Nvidia launched their Turing architecture about a year and a half ago. In addition to the traditional functionality of GPUs, their higher end Turing cards also used quite a bit of silicon for two new things: ray tracing and tensor cores. Real-time ray tracing has some merit, but is not the point of this thread.
The idea of tensor cores is that it was basically a dedicated portion of the chip to accelerate certain types of machine learning. Using part of a GPU for some dedicated purpose like this is hardly a new idea. GPUs have had video decode blocks to accelerate video decoding (e.g., watching videos on YouTube) for many years now. But while that offers obvious benefits to consumers, tensor cores for machine learning do not.

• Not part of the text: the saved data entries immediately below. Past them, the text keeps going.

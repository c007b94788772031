use super::color::Color;
use super::Board;
use common::Square;
use std::fmt;

impl Board {
    /// Renders the board with black's back rank at the top, matching row 0 of
    /// the internal coordinates.
    pub fn to_ascii(&self) -> String {
        let mut buffer = String::new();
        for row in 0..8u8 {
            buffer.push_str(&format!("{} ", 8 - row));
            for col in 0..8u8 {
                let c = match self.get(Square::new(row, col)) {
                    Some(piece) => piece.to_fen(),
                    None => '.',
                };
                buffer.push(c);
            }
            buffer.push('\n');
        }
        buffer.push_str("  abcdefgh\n");
        buffer
    }
}

impl fmt::Display for Board {
    fn fmt(&self, f: &mut fmt::Formatter) -> fmt::Result {
        let turn = match self.turn() {
            Color::White => "white",
            Color::Black => "black",
        };
        write!(f, "{}{} to move", self.to_ascii(), turn)
    }
}

/// Builds a board from a diagram. The first character is row 0 (a8) and the
/// last is row 7 col 7 (h1). The resulting board has white to move and no
/// castling rights.
#[macro_export]
macro_rules! chess_position {
    ($($piece:tt)*) => {{
        let mut board = $crate::board::Board::new();
        // Convert all input tokens to a string and filter out whitespace characters.
        let pieces: Vec<_> = stringify!($($piece)*)
            .chars()
            .filter(|&c| !c.is_whitespace())
            .collect();
        // Ensure we have exactly 64 squares
        assert_eq!(
            pieces.len(),
            64,
            "Invalid number of squares. Expected 64, got {}",
            pieces.len()
        );
        for (i, &c) in pieces.iter().enumerate() {
            if c != '.' {
                let piece = $crate::board::piece::Piece::from_fen(c)
                    .expect("Invalid character in chess position");
                board.put($crate::Square::from_index(i), piece).unwrap();
            }
        }
        board
    }};
}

Furthermore, adding the tensor cores wasn't just a freebie. It takes a lot of die space, and that bloats the cost of building the dies. That makes the resulting video cards significantly more expensive to build, and so they would have to sell for more at retail in order to be profitable. So basically, Nvidia had to come up with some excuse as to why gamers should be willing to pay extra for a feature that is useless to them.

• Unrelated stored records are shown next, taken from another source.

use super::*;
use crate::board::piece::PieceKind;
use crate::chess_position;
use common::square::*;

#[test]
fn test_god_mode_finds_scholars_mate() {
    // 1. e4 e5 2. Bc4 Nc6 3. Qh5 Nf6
    let mut board = chess_position! {
        r.bqkb.r
        pppp.ppp
        ..n..n..
        ....p..Q
        ..B.P...
        ........
        PPPP.PPP
        RNB.K.NR
    };
    let before = board.clone();
    let mut searcher = Searcher::new(Some(1));

    let chess_move = searcher
        .search(&mut board, Color::White, Difficulty::GodMode)
        .unwrap();
    assert_eq!((H5, F7), (chess_move.from_square(), chess_move.to_square()));
    assert_eq!(before, board);
}

#[test]
fn test_extreme_finds_mate_in_one() {
    let mut board = chess_position! {
        ........
        ........
        ........
        .....K.k
        ........
        ........
        ........
        ......R.
    };
    let mut searcher = Searcher::new(Some(1));

    let chess_move = searcher
        .search(&mut board, Color::White, Difficulty::Extreme)
        .unwrap();
    assert_eq!((G1, H1), (chess_move.from_square(), chess_move.to_square()));
}

#[test]
fn test_hard_takes_valuable_capture() {
    let mut board = chess_position! {
        ....k...
        ........
        ........
        ...r....
        ........
        ........
        ........
        ...QK...
    };
    let before = board.clone();
    let mut searcher = Searcher::new(Some(1));

    let chess_move = searcher
        .search(&mut board, Color::White, Difficulty::Hard)
        .unwrap();
    assert_eq!((D1, D5), (chess_move.from_square(), chess_move.to_square()));
    assert_eq!(before, board);
}

#[test]
fn test_god_mode_defends_against_back_rank_mate() {
    let mut board = chess_position! {
        r...k...
        ........
        ........
        ........
        ........
        ........
        .....PPP
        ......K.
    };
    let mut searcher = Searcher::new(Some(1));

    let chess_move = searcher
        .search(&mut board, Color::White, Difficulty::GodMode)
        .unwrap();
    let mut after = board.clone();
    after.make_move(&chess_move).unwrap();
    let threatened =
        mate_search::threatens_mate_in_one(&mut after, &MoveGenerator::new(), Color::Black);
    assert!(!threatened.unwrap());
}

#[test]
fn test_medium_develops_a_knight_from_the_start() {
    let mut board = Board::starting_position();
    let mut searcher = Searcher::new(Some(3));

    let chess_move = searcher
        .search(&mut board, Color::White, Difficulty::Medium)
        .unwrap();
    assert_eq!(PieceKind::Knight, chess_move.piece().kind);
}

#[test]
fn test_extreme_search_leaves_board_untouched() {
    let mut board = Board::starting_position();
    let before = board.clone();
    let mut searcher = Searcher::new(Some(5));

    let chess_move = searcher
        .search(&mut board, Color::White, Difficulty::Extreme)
        .unwrap();
    assert!(searcher.searched_position_count() > 0);
    assert_eq!(Color::White, chess_move.piece().color);
    assert_eq!(before, board);
}

#[test]
fn test_god_mode_searches_quiet_position() {
    // No checks, captures or motifs are available, so only alpha-beta can
    // choose the move.
    let mut board = chess_position! {
        ....k...
        pppp....
        ........
        ........
        ........
        ........
        ....PPPP
        ....K...
    };
    let before = board.clone();
    let mut searcher = Searcher::new(Some(7));

    let chess_move = searcher
        .search(&mut board, Color::White, Difficulty::GodMode)
        .unwrap();
    assert_eq!(Color::White, chess_move.piece().color);
    assert!(searcher.searched_position_count() > 0);
    assert_eq!(before, board);
}

#[test]
fn test_seeded_searchers_agree() {
    let mut board = Board::starting_position();
    let mut first = Searcher::new(Some(99));
    let mut second = Searcher::new(Some(99));

    for _ in 0..5 {
        let a = first.search(&mut board, Color::Black, Difficulty::Easy).unwrap();
        let b = second.search(&mut board, Color::Black, Difficulty::Easy).unwrap();
        assert_eq!(a, b);
    }
}

#[test]
fn test_no_available_moves() {
    let mut board = chess_position! {
        k.......
        ..Q.....
        .K......
        ........
        ........
        ........
        ........
        ........
    };
    let mut searcher = Searcher::new(None);

    for difficulty in Difficulty::ALL.iter() {
        let result = searcher.search(&mut board, Color::Black, *difficulty);
        assert!(matches!(result, Err(SearchError::NoAvailableMoves)));
    }
}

I suspect that the real reason Nvidia put tensor cores into the cards is for the sake of Tesla cards that would be based on the same GPU chips, especially the Tesla T4. Consumers were never the target market, which is why the lower end Turing cards that were intended for graphics and other consumer uses didn't get the tensor cores. But convincing gamers that it was worth paying extra for was still a software and marketing problem.
Nvidia's answer to this was Deep Learning Super Sampling, or DLSS. The idea was that you could render a game at a lower resolution, then use machine learning to upscale it to the resolution you wanted. This would make heavy use of the tensor cores, so gamers could get some use out of them. The resulting image quality wouldn't be as good as just rendering at the native resolution. But it would be cheaper to do, and so it would run faster.
DLSS was a complete disaster. The basic problem is that applying DLSS takes a lot of computational work. Instead of rendering a game at one resolution and then using DLSS, you could get the same frame rates by rendering it at a significantly higher resolution and then using traditional upscaling. The latter resulted in much better image quality than the former, leaving DLSS completely useless.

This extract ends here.